* _Exercise brief_: From the entries below, copy exactly the lines from the one that contains "filename programs/vesting/src/instructions/mod.rs" through the one that contains "pub mod vesting;", both included, and only those.

(Stored data)
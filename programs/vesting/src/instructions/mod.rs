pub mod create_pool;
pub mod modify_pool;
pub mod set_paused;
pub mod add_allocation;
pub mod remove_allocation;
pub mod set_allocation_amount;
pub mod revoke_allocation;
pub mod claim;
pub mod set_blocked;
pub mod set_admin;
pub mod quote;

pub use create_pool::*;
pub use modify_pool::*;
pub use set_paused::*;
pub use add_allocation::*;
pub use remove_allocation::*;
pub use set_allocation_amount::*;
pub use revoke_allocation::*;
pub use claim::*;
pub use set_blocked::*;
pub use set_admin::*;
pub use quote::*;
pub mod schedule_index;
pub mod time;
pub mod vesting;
==
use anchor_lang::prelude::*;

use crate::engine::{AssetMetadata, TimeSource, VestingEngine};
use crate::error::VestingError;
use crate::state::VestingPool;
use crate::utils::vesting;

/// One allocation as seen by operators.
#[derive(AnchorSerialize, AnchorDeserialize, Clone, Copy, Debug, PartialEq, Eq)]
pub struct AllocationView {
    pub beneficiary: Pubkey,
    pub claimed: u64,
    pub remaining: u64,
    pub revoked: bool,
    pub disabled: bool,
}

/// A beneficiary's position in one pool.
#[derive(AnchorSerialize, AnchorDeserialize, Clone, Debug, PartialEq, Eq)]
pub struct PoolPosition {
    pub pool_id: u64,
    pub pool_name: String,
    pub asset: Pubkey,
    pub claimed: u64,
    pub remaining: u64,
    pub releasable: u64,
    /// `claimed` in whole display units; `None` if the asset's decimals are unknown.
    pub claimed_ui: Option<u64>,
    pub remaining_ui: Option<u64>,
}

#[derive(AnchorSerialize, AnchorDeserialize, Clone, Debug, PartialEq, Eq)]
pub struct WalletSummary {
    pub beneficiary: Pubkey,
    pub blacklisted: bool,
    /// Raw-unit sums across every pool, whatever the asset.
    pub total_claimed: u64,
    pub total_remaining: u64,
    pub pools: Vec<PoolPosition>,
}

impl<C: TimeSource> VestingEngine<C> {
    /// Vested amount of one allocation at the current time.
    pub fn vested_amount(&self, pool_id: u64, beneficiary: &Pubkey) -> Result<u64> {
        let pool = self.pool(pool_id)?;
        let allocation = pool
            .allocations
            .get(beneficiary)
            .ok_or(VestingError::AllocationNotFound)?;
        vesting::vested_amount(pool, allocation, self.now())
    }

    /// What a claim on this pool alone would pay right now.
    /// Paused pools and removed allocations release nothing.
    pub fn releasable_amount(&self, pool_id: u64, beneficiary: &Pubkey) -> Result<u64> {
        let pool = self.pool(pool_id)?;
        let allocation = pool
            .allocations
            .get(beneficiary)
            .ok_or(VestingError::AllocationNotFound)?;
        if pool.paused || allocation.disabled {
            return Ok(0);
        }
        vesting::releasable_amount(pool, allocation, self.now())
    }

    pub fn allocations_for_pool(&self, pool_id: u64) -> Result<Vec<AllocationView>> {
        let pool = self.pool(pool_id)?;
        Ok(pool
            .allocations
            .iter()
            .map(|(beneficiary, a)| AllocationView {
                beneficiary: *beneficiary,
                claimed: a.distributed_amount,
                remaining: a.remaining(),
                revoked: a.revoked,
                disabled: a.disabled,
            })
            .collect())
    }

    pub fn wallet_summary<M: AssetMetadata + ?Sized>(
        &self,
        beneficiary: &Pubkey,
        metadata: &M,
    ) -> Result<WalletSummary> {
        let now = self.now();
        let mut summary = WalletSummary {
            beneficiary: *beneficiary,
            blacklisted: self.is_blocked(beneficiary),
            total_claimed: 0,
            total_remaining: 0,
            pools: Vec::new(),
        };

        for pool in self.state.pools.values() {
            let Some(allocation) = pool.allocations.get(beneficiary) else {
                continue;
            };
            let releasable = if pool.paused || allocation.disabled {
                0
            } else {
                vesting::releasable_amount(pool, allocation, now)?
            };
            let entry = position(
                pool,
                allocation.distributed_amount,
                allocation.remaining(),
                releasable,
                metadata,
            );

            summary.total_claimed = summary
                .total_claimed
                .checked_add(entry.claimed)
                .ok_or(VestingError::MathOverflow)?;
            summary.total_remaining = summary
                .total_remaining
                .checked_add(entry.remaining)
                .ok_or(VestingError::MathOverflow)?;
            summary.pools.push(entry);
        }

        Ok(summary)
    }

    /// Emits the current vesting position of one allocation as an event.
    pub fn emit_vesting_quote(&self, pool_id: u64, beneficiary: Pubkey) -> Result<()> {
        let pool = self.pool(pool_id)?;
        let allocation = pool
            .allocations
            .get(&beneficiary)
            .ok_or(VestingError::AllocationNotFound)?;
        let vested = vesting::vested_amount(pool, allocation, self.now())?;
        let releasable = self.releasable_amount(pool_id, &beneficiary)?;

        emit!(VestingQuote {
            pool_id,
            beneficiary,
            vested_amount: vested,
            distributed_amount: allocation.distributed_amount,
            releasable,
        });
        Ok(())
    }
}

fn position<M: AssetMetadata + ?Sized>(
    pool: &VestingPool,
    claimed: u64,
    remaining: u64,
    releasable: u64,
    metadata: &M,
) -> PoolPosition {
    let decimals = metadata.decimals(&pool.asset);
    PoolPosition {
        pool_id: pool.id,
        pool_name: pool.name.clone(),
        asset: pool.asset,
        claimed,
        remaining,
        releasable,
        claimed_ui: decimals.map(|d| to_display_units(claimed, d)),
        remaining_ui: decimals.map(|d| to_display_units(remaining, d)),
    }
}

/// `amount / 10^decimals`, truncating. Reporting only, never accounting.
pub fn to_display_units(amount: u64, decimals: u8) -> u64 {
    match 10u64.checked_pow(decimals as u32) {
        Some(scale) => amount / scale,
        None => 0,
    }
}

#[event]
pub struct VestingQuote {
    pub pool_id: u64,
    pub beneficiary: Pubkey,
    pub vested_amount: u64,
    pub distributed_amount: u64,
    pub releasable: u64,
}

* _Answer space_:
filename programs/vesting/src/instructions/mod.rs
pub mod create_pool;
pub mod modify_pool;
pub mod set_paused;
pub mod add_allocation;
pub mod remove_allocation;
pub mod set_allocation_amount;
pub mod revoke_allocation;
pub mod claim;
pub mod set_blocked;
pub mod set_admin;
pub mod quote;

pub use create_pool::*;
pub use modify_pool::*;
pub use set_paused::*;
pub use add_allocation::*;
pub use remove_allocation::*;
pub use set_allocation_amount::*;
pub use revoke_allocation::*;
pub use claim::*;
pub use set_blocked::*;
pub use set_admin::*;
pub use quote::*;
pub mod schedule_index;
pub mod time;
pub mod vesting;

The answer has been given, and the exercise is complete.